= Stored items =
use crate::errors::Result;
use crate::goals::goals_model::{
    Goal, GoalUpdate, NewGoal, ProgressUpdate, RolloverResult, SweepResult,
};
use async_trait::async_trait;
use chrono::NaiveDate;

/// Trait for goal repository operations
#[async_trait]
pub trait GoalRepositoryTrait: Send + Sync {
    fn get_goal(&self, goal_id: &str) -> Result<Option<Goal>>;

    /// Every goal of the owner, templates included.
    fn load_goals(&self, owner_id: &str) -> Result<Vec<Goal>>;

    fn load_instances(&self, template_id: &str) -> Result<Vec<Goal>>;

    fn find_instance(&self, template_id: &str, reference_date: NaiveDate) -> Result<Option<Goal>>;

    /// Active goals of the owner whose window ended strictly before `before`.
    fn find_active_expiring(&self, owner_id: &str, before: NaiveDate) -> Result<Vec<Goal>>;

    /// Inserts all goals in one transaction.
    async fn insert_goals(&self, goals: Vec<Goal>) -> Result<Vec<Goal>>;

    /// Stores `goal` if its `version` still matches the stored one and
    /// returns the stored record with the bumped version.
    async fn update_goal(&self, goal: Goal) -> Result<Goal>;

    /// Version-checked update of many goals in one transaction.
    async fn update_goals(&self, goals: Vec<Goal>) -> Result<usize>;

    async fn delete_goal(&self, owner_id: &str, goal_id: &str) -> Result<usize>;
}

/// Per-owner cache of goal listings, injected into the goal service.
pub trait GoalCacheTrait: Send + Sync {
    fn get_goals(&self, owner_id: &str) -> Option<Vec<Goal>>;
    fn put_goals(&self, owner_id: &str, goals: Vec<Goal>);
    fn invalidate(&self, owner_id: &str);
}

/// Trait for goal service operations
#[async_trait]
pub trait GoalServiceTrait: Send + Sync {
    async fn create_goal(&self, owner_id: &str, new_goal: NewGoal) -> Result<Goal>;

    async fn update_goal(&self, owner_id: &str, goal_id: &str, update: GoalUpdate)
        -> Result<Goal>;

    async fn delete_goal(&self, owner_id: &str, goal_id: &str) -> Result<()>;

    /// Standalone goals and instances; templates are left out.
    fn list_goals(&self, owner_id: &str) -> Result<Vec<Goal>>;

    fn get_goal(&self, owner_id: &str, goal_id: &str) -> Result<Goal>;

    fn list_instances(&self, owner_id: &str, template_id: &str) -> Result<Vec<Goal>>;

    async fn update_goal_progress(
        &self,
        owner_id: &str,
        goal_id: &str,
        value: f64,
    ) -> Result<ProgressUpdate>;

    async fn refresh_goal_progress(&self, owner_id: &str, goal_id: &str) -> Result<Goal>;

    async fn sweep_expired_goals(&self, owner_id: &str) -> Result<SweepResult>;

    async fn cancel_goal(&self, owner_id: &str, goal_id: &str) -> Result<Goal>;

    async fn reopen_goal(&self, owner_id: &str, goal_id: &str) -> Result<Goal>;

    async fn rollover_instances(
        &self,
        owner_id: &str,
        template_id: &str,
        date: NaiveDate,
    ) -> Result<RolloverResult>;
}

--

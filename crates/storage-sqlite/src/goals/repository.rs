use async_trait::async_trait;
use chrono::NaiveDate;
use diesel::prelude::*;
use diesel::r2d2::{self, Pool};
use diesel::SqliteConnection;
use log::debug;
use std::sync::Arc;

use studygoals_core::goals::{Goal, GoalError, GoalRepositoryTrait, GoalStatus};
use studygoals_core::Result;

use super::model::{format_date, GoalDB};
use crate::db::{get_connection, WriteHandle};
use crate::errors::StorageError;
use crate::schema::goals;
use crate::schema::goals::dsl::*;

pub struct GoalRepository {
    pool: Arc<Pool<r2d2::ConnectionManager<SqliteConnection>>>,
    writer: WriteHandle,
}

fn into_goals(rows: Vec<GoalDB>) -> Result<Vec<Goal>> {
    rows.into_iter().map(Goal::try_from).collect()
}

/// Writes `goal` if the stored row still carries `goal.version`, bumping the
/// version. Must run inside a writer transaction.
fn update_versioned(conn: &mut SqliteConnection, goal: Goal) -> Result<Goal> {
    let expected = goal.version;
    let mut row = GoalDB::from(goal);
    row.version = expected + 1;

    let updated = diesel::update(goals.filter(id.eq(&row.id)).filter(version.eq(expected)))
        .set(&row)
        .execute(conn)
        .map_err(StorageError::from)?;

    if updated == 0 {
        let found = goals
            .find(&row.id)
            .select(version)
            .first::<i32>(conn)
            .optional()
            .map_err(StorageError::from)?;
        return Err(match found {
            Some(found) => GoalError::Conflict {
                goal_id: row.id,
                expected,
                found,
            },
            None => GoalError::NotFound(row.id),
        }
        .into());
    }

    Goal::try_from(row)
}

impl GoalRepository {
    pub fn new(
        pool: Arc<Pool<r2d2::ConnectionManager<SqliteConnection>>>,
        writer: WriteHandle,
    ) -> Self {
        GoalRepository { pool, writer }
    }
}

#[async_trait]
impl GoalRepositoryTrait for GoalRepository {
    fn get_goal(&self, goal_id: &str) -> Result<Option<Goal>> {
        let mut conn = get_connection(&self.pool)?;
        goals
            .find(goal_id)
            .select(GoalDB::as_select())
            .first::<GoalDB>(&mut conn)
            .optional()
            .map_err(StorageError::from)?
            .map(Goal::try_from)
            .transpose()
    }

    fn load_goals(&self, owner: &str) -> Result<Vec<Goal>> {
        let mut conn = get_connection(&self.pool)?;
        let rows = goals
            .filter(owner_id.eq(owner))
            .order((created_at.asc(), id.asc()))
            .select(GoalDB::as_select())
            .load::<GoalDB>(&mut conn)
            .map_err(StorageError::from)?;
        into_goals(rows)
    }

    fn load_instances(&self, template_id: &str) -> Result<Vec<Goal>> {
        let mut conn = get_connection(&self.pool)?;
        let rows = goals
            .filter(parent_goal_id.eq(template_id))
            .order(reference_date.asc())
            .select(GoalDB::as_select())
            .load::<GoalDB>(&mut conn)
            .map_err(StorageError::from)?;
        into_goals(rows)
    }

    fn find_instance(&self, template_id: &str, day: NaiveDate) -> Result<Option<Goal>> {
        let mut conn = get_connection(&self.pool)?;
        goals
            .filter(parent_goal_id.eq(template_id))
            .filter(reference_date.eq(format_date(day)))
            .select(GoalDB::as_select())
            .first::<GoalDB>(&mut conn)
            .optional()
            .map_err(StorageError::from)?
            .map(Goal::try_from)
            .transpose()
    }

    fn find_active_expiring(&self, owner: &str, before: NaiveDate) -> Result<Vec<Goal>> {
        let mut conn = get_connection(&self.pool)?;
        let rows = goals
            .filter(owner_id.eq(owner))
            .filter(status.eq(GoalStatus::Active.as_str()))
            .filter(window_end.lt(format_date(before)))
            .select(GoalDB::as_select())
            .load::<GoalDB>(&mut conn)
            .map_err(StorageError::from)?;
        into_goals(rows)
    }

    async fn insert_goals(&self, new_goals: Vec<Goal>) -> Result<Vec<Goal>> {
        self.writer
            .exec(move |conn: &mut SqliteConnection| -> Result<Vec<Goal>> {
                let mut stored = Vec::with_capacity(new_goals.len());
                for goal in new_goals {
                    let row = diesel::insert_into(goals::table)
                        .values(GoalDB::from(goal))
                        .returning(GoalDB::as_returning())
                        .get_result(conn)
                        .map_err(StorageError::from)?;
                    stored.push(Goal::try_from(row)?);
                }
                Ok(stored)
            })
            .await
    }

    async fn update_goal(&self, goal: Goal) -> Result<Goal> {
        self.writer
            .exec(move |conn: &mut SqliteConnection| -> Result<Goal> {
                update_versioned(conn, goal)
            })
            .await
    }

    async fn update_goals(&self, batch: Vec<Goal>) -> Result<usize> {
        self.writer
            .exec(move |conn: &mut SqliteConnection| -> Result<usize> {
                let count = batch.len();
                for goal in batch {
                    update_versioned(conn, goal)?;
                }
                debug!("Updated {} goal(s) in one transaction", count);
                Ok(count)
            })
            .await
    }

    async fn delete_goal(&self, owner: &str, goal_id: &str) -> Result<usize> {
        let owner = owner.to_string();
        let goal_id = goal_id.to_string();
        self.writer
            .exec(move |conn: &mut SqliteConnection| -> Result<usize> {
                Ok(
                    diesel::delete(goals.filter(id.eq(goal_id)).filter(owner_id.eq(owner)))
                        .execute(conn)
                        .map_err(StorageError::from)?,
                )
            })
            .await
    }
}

= The problem =
Every line of the records that includes the word "impl" should be gathered.

= Result of the exercise =
impl GoalRepository {
impl GoalRepositoryTrait for GoalRepository {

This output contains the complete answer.